Laurice Pressman, vice-presidente do Pantone Color Institute destaca: “A Cor do Ano Pantone reflete o que está acontecendo em nossa cultura global, expressando o que as pessoas estão procurando através daquela cor e o que podem esperar em resposta às suas expectativas. Ao voltarmos à superfície depois de um intenso período de isolamento, nossas noções e padrões estão em transformação“.

Vale muito citar que Very Peri é uma cor que foi criada para ser a Cor do Ano 2022, de acordo com uma série de tendências que já demonstrei anteriormente. Até aqui, todas as chefes de cromias do ano eram escolhidas dentro do catálogo que a Pantone já tinha. A partir de agora, ficou impossível prever qual será a próxima cor, o que nos ilustra o cenário de imprevisibilidade que o mundo inteiro vive agora, colocando a fala de Pressman em ação: tudo está mudando.

Esse tom que não é azul e nem roxo me deixou frustrado no dia do lançamento. Lilás me lembra uma festa infantil de uma menina de dois anos de idade. Sabe? Aquela festa que não é tão hype como a primeira? O famoso “bolinho” para as pessoas próximas? Me lembro que minha chefe comentou: “eu gostaria muito de não me lembrar de trabalhar fora do ambiente de trabalho.
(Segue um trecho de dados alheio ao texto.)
//! Event router: decides whether an incoming event triggers a handler
//!
//! Called once per event on the real-time thread. No allocation, no
//! blocking, and "not mapped" is an ordinary `None`.

use crate::event::{NoteEvent, RawEvent};
use crate::job::JobDescriptor;
use crate::mapping::NoteMap;

/// Timing context of the current processing cycle
#[derive(Debug, Clone, Copy, PartialEq)]
pub struct CycleClock {
    /// Host time at the first sample of the cycle, in seconds
    pub host_time_seconds: f64,
    /// Sample rate in Hz
    pub sample_rate: f64,
}

impl CycleClock {
    pub fn new(host_time_seconds: f64, sample_rate: f64) -> Self {
        Self {
            host_time_seconds,
            sample_rate,
        }
    }

    /// Absolute time estimate for an event at `sample_offset`
    #[inline]
    pub fn event_time(&self, sample_offset: u32) -> f64 {
        if self.sample_rate > 0.0 {
            self.host_time_seconds + sample_offset as f64 / self.sample_rate
        } else {
            self.host_time_seconds
        }
    }
}

/// Build a job for `event` if it is a mapped note-on with positive velocity
#[inline]
pub fn route(event: &RawEvent<'_>, map: &NoteMap, clock: CycleClock) -> Option<JobDescriptor> {
    let NoteEvent::NoteOn {
        channel,
        note,
        velocity,
    } = event.decode().filter(NoteEvent::is_trigger)?
    else {
        return None;
    };

    let handler = map.get(note)?;

    Some(JobDescriptor {
        handler: handler.clone(),
        note,
        velocity,
        channel: channel + 1,
        timestamp_seconds: clock.event_time(event.sample_offset),
    })
}
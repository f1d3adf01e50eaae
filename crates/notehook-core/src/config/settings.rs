//! Tuning settings (`settings.yaml`)

use crate::invoke::TimeoutPolicy;
use crate::relay::DEFAULT_RELAY_CAPACITY;
use crate::worker::WorkerConfig;
use serde::{Deserialize, Serialize};
use std::time::Duration;

/// When the mapping snapshot is rebuilt from disk
#[derive(Debug, Clone, Copy, Default, PartialEq, Eq, Serialize, Deserialize)]
#[serde(rename_all = "snake_case")]
pub enum ReloadPolicy {
    /// Only on the first prepare of a session (and on explicit reload)
    Once,
    /// On every prepare
    #[default]
    EveryPrepare,
}

/// Queue and worker settings
///
/// Every field has a default, so a partial file only overrides what it names.
#[derive(Debug, Clone, PartialEq, Serialize, Deserialize)]
#[serde(default)]
pub struct HookSettings {
    /// Relay queue capacity (rounded up to a power of two)
    pub queue_capacity: usize,
    /// Jobs taken per worker batch
    pub batch_size: usize,
    /// Worker sleep when the queue is empty
    pub idle_sleep_ms: u64,
    /// Maximum wait for one handler
    pub handler_timeout_ms: u64,
    /// Maximum wait for the worker thread on release
    pub stop_timeout_ms: u64,
    pub timeout_policy: TimeoutPolicy,
    pub reload_policy: ReloadPolicy,
}

impl Default for HookSettings {
    fn default() -> Self {
        Self {
            queue_capacity: DEFAULT_RELAY_CAPACITY,
            batch_size: 32,
            idle_sleep_ms: 2,
            handler_timeout_ms: 2000,
            stop_timeout_ms: 1500,
            timeout_policy: TimeoutPolicy::Kill,
            reload_policy: ReloadPolicy::EveryPrepare,
        }
    }
}

impl HookSettings {
    /// Worker parameters derived from these settings
    pub fn worker_config(&self) -> WorkerConfig {
        WorkerConfig {
            batch_size: self.batch_size.max(1),
            idle_sleep: Duration::from_millis(self.idle_sleep_ms),
            handler_timeout: Duration::from_millis(self.handler_timeout_ms),
        }
    }

    pub fn stop_timeout(&self) -> Duration {
        Duration::from_millis(self.stop_timeout_ms)
    }
}
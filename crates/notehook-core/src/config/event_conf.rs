//! `event.conf` parser
//!
//! ```text
//! # comment
//! ; also a comment
//! note.60 = scripts/middle_c.py
//! NOTE.61 = /abs/path/handler.sh
//! ```
//!
//! Problems never abort parsing; each one becomes a [`ConfigWarning`] and
//! the offending line is skipped.

use std::collections::BTreeMap;
use std::path::{Path, PathBuf};
use thiserror::Error;

/// Non-fatal configuration problem
#[derive(Error, Debug, Clone, PartialEq, Eq)]
pub enum ConfigWarning {
    #[error("Missing event.conf at: {}", .0.display())]
    MissingConfFile(PathBuf),

    #[error("Failed to read {}: {message}", path.display())]
    Unreadable { path: PathBuf, message: String },

    #[error("Scripts directory does not exist: {}", .0.display())]
    MissingScriptsDir(PathBuf),

    #[error("Line {line}: ignoring line without '=': {text}")]
    MissingEquals { line: usize, text: String },

    #[error("Line {line}: invalid key (expected note.<0-127>): {key}")]
    InvalidKey { line: usize, key: String },

    #[error("Line {line}: empty handler path for {key}")]
    EmptyPath { line: usize, key: String },

    #[error("Line {line}: handler not found for {key}: {}", path.display())]
    HandlerNotFound {
        line: usize,
        key: String,
        path: PathBuf,
    },

    #[error("No mappings loaded from event.conf")]
    NoMappings,
}

/// Result of parsing one `event.conf`
#[derive(Debug, Clone, Default, PartialEq, Eq)]
pub struct ParsedMappings {
    pub mappings: BTreeMap<u8, PathBuf>,
    pub warnings: Vec<ConfigWarning>,
}

/// Parse `note.<N>` into a note number
fn parse_note_key(key: &str) -> Option<u8> {
    let mut parts = key.split('.');
    let (Some(prefix), Some(number), None) = (parts.next(), parts.next(), parts.next()) else {
        return None;
    };

    if !prefix.trim().eq_ignore_ascii_case("note") {
        return None;
    }

    let number = number.trim();
    if number.is_empty() || !number.bytes().all(|b| b.is_ascii_digit()) {
        return None;
    }

    number.parse::<u32>().ok().filter(|n| *n <= 127).map(|n| n as u8)
}

/// Parse the contents of an `event.conf`
///
/// Handler paths are resolved against `base_dir` and must name an existing
/// file. Later lines for the same note replace earlier ones.
pub fn parse_event_conf(contents: &str, base_dir: &Path) -> ParsedMappings {
    let mut parsed = ParsedMappings::default();

    for (index, raw) in contents.lines().enumerate() {
        let line = index + 1;
        let text = raw.trim();

        if text.is_empty() || text.starts_with('#') || text.starts_with(';') {
            continue;
        }

        let Some((key, value)) = text.split_once('=') else {
            parsed.warnings.push(ConfigWarning::MissingEquals {
                line,
                text: text.to_string(),
            });
            continue;
        };
        let (key, value) = (key.trim(), value.trim());

        let Some(note) = parse_note_key(key) else {
            parsed.warnings.push(ConfigWarning::InvalidKey {
                line,
                key: key.to_string(),
            });
            continue;
        };

        if value.is_empty() {
            parsed.warnings.push(ConfigWarning::EmptyPath {
                line,
                key: key.to_string(),
            });
            continue;
        }

        let path = base_dir.join(value);
        if !path.is_file() {
            parsed.warnings.push(ConfigWarning::HandlerNotFound {
                line,
                key: key.to_string(),
                path,
            });
            continue;
        }

        // Canonical paths keep the worker's existence re-check independent of cwd
        let path = path.canonicalize().unwrap_or(path);
        parsed.mappings.insert(note, path);
    }

    if parsed.mappings.is_empty() {
        parsed.warnings.push(ConfigWarning::NoMappings);
    }

    parsed
}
Agora preciso conviver com o fato de que a Cor do Ano é a interface do Microsoft Teams”.

Aos poucos, fui entendendo a mensagem. Em essência, a coloração é quase neutra. É como se você “quase” quisesse ficar em silêncio mas (ao mesmo tempo) quisesse dizer ao mundo: mesmo frágil, com minhas flores ao chão, depois da tempestade, eu ainda estou aqui.

Não temos muitas certezas quanto ao cenário da vida a partir de agora. A pandemia terá mesmo um final? Vamos retomar o trabalho nos escritórios totalmente? Vamos ficar em casa para sempre? Um dia, nosso cotidiano voltará a ser como era antes de 2020? Enquanto tentamos sobreviver e recriar um estilo de vida, dizemos “sim” para que as nossas histórias sigam resistindo e florescendo. Nos permitimos ter esperança.